The HKP states for the $\kappa$ noted in panels (e)–(j) are color-coded in accordance with their $Z_l$ as indicated to the right of Figure 3f. The HKP for nonzero $\kappa$ are positioned in the $\left({\mathit{k}}^T\widehat{ϵ}\mathit{k}\right)\left({\mathit{k}}^T\widehat{\mu }\mathit{k}\right)>0$ regions between the $\kappa =0$ lines, in accordance with Equations (14) and (18), and touch these lines at the intersections of $\kappa =0$ and $\left({\mathit{k}}^T\widehat{X}\mathit{k}\right)=0$. The HKP states group into several disconnected curves, the number of which characterizes the topology of the phase. Note that each curve is split into two parts by the $\left({\mathit{k}}^T\widehat{X}\mathit{k}\right)=0$ curves at their intersections with $\kappa =0$. The resulting two subcurves of HKP states correspond to two different branches of Equation (18).
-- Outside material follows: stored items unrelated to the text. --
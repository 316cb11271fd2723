//! Rollup Validation
//!
//! Structural preconditions checked before any aggregation runs.
//!
//! # Overview
//!
//! - **RecordCheck**: a single predicate over a whole collection
//! - **Validator**: an ordered list of checks; the first failure wins
//! - **ValidationError**: kinded failure carrying the offending record index
//!
//! # Example
//!
//! ```rust
//! use rollup_model::Collaborator;
//! use rollup_validate::{ErrorKind, Validator};
//!
//! let records = vec![Collaborator::new("Paulo Gustavo", Some(-1.0), None)];
//! let err = Validator::salaries().validate(&records).unwrap_err();
//!
//! // salary is checked before sector
//! assert_eq!(err.kind(), ErrorKind::InvalidSalary);
//! ```

#![warn(missing_docs)]
#![warn(unreachable_pub)]

mod check;
mod error;
mod validator;

pub use check::{AmountCheck, KeyCheck, KeyRole, RecordCheck};
pub use error::{ErrorKind, Side, ValidationError};
pub use validator::{validate_join, Validator};

/// Prelude module for common imports
pub mod prelude {
    //! Common imports for validation
    pub use crate::{ErrorKind, RecordCheck, Side, ValidationError, Validator};
}

/// Version of this crate
pub const VERSION: &str = env!("CARGO_PKG_VERSION");
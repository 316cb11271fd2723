//! People with nested address data

use serde::{Deserialize, Serialize};

/// Federal state
#[derive(Debug, Clone, PartialEq, Eq, Hash, Serialize, Deserialize)]
pub struct State {
    /// State name or code
    pub name: String,
}

impl State {
    /// Create state
    #[inline]
    #[must_use]
    pub fn new(name: impl Into<String>) -> Self {
        Self { name: name.into() }
    }
}

/// City with optional population count
#[derive(Debug, Clone, PartialEq, Eq, Serialize, Deserialize)]
pub struct City {
    /// City name
    pub name: String,
    /// Population, if known
    pub population: Option<u64>,
    /// State the city belongs to
    pub state: State,
}

impl City {
    /// Create city
    #[inline]
    #[must_use]
    pub fn new(name: impl Into<String>, population: Option<u64>, state: State) -> Self {
        Self {
            name: name.into(),
            population,
            state,
        }
    }
}

/// Street address
#[derive(Debug, Clone, PartialEq, Eq, Serialize, Deserialize)]
pub struct Address {
    /// Street name
    pub street: String,
    /// City of the street
    pub city: City,
}

impl Address {
    /// Create address
    #[inline]
    #[must_use]
    pub fn new(street: impl Into<String>, city: City) -> Self {
        Self {
            street: street.into(),
            city,
        }
    }
}

/// Person with optional age and address
#[derive(Debug, Clone, PartialEq, Eq, Serialize, Deserialize)]
pub struct Person {
    /// Full name
    pub name: String,
    /// Age in years, if known
    pub age: Option<u32>,
    /// Home address, if known
    pub address: Option<Address>,
}

impl Person {
    /// Create person
    #[inline]
    #[must_use]
    pub fn new(name: impl Into<String>, age: Option<u32>, address: Option<Address>) -> Self {
        Self {
            name: name.into(),
            age,
            address,
        }
    }

    /// State of residence, if the address is known
    #[inline]
    #[must_use]
    pub fn state(&self) -> Option<&State> {
        self.address.as_ref().map(|a| &a.city.state)
    }
}
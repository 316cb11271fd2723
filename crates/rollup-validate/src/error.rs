//! Validation error types

use serde::{Deserialize, Serialize};
use std::fmt::{self, Display, Formatter};

/// Which input collection of a two-sided operation a record came from
#[derive(Debug, Clone, Copy, PartialEq, Eq, Hash, Serialize, Deserialize)]
pub enum Side {
    /// First collection (employees in a company join)
    Left,

    /// Second collection (offices in a company join)
    Right,
}

impl Display for Side {
    fn fmt(&self, f: &mut Formatter<'_>) -> fmt::Result {
        match self {
            Self::Left => f.write_str("left"),
            Self::Right => f.write_str("right"),
        }
    }
}

/// Kind of validation failure, without diagnostics
#[derive(Debug, Clone, Copy, PartialEq, Eq, Hash, Serialize, Deserialize)]
pub enum ErrorKind {
    /// Numeric payload missing or negative
    InvalidSalary,

    /// Sector missing
    InvalidSector,

    /// Join key missing
    InvalidGroupKey,
}

/// Validation failure
///
/// Raised for the first violating record in check order; the whole
/// operation is rejected and no partial result is produced.
#[derive(Debug, Clone, PartialEq, Eq, thiserror::Error)]
pub enum ValidationError {
    /// A record has no salary, a negative salary, or NaN
    #[error("salary is required")]
    InvalidSalary {
        /// Index of the first offending record
        index: usize,
    },

    /// A record has no sector
    #[error("sector is required")]
    InvalidSector {
        /// Index of the first offending record
        index: usize,
    },

    /// A record in either join input has no company id
    #[error("company id is required")]
    InvalidGroupKey {
        /// Collection holding the offending record
        side: Side,
        /// Index within that collection
        index: usize,
    },
}

impl ValidationError {
    /// Kind of this failure
    #[inline]
    #[must_use]
    pub fn kind(&self) -> ErrorKind {
        match self {
            Self::InvalidSalary { .. } => ErrorKind::InvalidSalary,
            Self::InvalidSector { .. } => ErrorKind::InvalidSector,
            Self::InvalidGroupKey { .. } => ErrorKind::InvalidGroupKey,
        }
    }

    /// Index of the offending record
    #[inline]
    #[must_use]
    pub fn index(&self) -> usize {
        match self {
            Self::InvalidSalary { index }
            | Self::InvalidSector { index }
            | Self::InvalidGroupKey { index, .. } => *index,
        }
    }
}
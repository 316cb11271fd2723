//! Ordered, fail-fast validators

use crate::check::{AmountCheck, KeyCheck, RecordCheck};
use crate::error::{Side, ValidationError};
use rollup_model::{Keyed, Weighted};
use std::fmt;

/// Ordered sequence of checks applied to one collection
///
/// Checks run in insertion order. The first failing check aborts
/// validation; later checks are not run.
pub struct Validator<R> {
    checks: Vec<Box<dyn RecordCheck<R>>>,
}

impl<R> Validator<R> {
    /// Create validator with no checks
    #[inline]
    #[must_use]
    pub fn new() -> Self {
        Self { checks: Vec::new() }
    }

    /// Append a check
    #[must_use]
    pub fn with_check(mut self, check: impl RecordCheck<R> + 'static) -> Self {
        self.checks.push(Box::new(check));
        self
    }

    /// Run every check in order
    ///
    /// # Errors
    /// The error of the first failing check.
    pub fn validate(&self, records: &[R]) -> Result<(), ValidationError> {
        for check in &self.checks {
            tracing::trace!(check = check.name(), records = records.len(), "running check");
            if let Err(err) = check.check(records) {
                tracing::debug!(check = check.name(), index = err.index(), "validation failed: {err}");
                return Err(err);
            }
        }
        Ok(())
    }

    /// Number of checks
    #[inline]
    #[must_use]
    pub fn len(&self) -> usize {
        self.checks.len()
    }

    /// Check if no checks are registered
    #[inline]
    #[must_use]
    pub fn is_empty(&self) -> bool {
        self.checks.is_empty()
    }

    /// Names of the checks in run order
    #[must_use]
    pub fn check_names(&self) -> Vec<&'static str> {
        self.checks.iter().map(|c| c.name()).collect()
    }
}

impl<R: Weighted + Keyed> Validator<R> {
    /// Salary-summary validator: amounts first, then sectors
    #[must_use]
    pub fn salaries() -> Self {
        Self::new()
            .with_check(AmountCheck::new())
            .with_check(KeyCheck::sector())
    }
}

impl<R: Keyed> Validator<R> {
    /// Company-key validator for one side of a join
    #[must_use]
    pub fn company_keys(side: Side) -> Self {
        Self::new().with_check(KeyCheck::company(side))
    }
}

impl<R> Default for Validator<R> {
    fn default() -> Self {
        Self::new()
    }
}

impl<R> fmt::Debug for Validator<R> {
    fn fmt(&self, f: &mut fmt::Formatter<'_>) -> fmt::Result {
        f.debug_struct("Validator")
            .field("checks", &self.check_names())
            .finish()
    }
}

/// Validate both inputs of a company join
///
/// The left collection is checked first.
///
/// # Errors
/// [`ValidationError::InvalidGroupKey`] naming the side and index of the
/// first record without a key.
pub fn validate_join<L: Keyed, R: Keyed>(left: &[L], right: &[R]) -> Result<(), ValidationError> {
    Validator::company_keys(Side::Left).validate(left)?;
    Validator::company_keys(Side::Right).validate(right)
}

#[cfg(test)]
mod tests {
    use super::*;
    use crate::error::ErrorKind;
    use rollup_model::{Collaborator, Employee, Office};

    #[test]
    fn salaries_check_order() {
        let v: Validator<Collaborator> = Validator::salaries();
        assert_eq!(v.check_names(), vec!["amount", "sector"]);
    }

    #[test]
    fn salary_failure_wins_over_sector() {
        let records = vec![
            Collaborator::new("no sector", Some(10.0), None),
            Collaborator::new("no salary", None, Some(rollup_model::Sector::new("S"))),
        ];
        let err = Validator::salaries().validate(&records).unwrap_err();
        assert_eq!(err.kind(), ErrorKind::InvalidSalary);
        assert_eq!(err.index(), 1);
    }

    #[test]
    fn empty_validator_accepts_anything() {
        let v: Validator<Collaborator> = Validator::new();
        assert!(v.is_empty());
        assert!(v.validate(&[Collaborator::new("x", None, None)]).is_ok());
    }

    #[test]
    fn join_checks_left_before_right() {
        let left = vec![Employee::new("Maycow Antunes", None)];
        let right = vec![Office::new("Meli Floripa", None)];
        let err = validate_join(&left, &right).unwrap_err();
        assert_eq!(
            err,
            ValidationError::InvalidGroupKey {
                side: Side::Left,
                index: 0
            }
        );

        let left = vec![Employee::of("Maycow Antunes", "Meli")];
        let err = validate_join(&left, &right).unwrap_err();
        assert_eq!(
            err,
            ValidationError::InvalidGroupKey {
                side: Side::Right,
                index: 0
            }
        );
    }

    #[test]
    fn debug_lists_checks() {
        let v: Validator<Collaborator> = Validator::salaries();
        assert_eq!(format!("{v:?}"), r#"Validator { checks: ["amount", "sector"] }"#);
    }
}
The addition of a small $\kappa$ leads to a transition to the bihyperbolic phase (four disconnected curves) as shown in Figure 3e. At $\kappa =0.3$ (Figure 3f), a phase transition occurs from the bihyperbolic to the trihyperbolic phase (six curves) in the k-space direction marked by the red arrows. In this direction the group velocity, which is normal to the k-surface, becomes zero

$$v_g={\nabla }_k\mathsf{\omega }\propto {\nabla }_{k}f\left(\mathit{k},k_0\right)={\nabla }_{k}h\left(\mathit{k}\right)=0$$

(20)

In general, we identify the condition (Equation (20) with topological phase transitions. The topological phase transition of the isofrequency k-surfaces were first discussed in Reference [14] for the monohyperbolic phase. The transition from the trihyperbolic (Figure 3g) to the tetrahyperbolic phase (eight curves in Figure 3i) occurs at $\kappa =0.666$ (Figure 3h). The k-space direction in which the transition occurs satisfies Equation (20) and is marked by the red arrows. For a large $\kappa$, the HKP states closely follow the $\left({\mathit{k}}^T\widehat{X}\mathit{k}\right)=0$ curves between their intersections with $\kappa =0$. Therefore, in the general case of arbitrary matrices ${\widehat{M}}_1$ and ${\widehat{M}}_2$, the number of disconnected sections of $\left({\mathit{k}}^T\widehat{X}\mathit{k}\right)=0$ between their intersections with $\kappa =0$ can serve as the prediction of the topological phase of the isofrequency surfaces for a large $\kappa$.

4. Conclusions

To conclude, let us ask the following question—what is the limit on the number of hyperboloids in isofrequency surfaces of bianisotropic materials? To classify the quartic k-surfaces in the $k\gg k_0$ limit topologically, it is convenient to use the projective plane P2. As was noted in relation to bianisotropic materials [10], the classification follows from the following theorem [7]—a smooth-projective real quartic curve consists topologically of (i) one oval (hyperbolic medium), (ii) two non-nested ovals (bihyperbolic medium), (iii) two nested ovals, (iv) three ovals (trihyperbolic medium), (v) four ovals (tetrahyperbolic medium), and (vi) an empty set (nonhyperbolic medium).

Therefore, in the present manuscript we complete the topological classification of bianisotropic optical materials.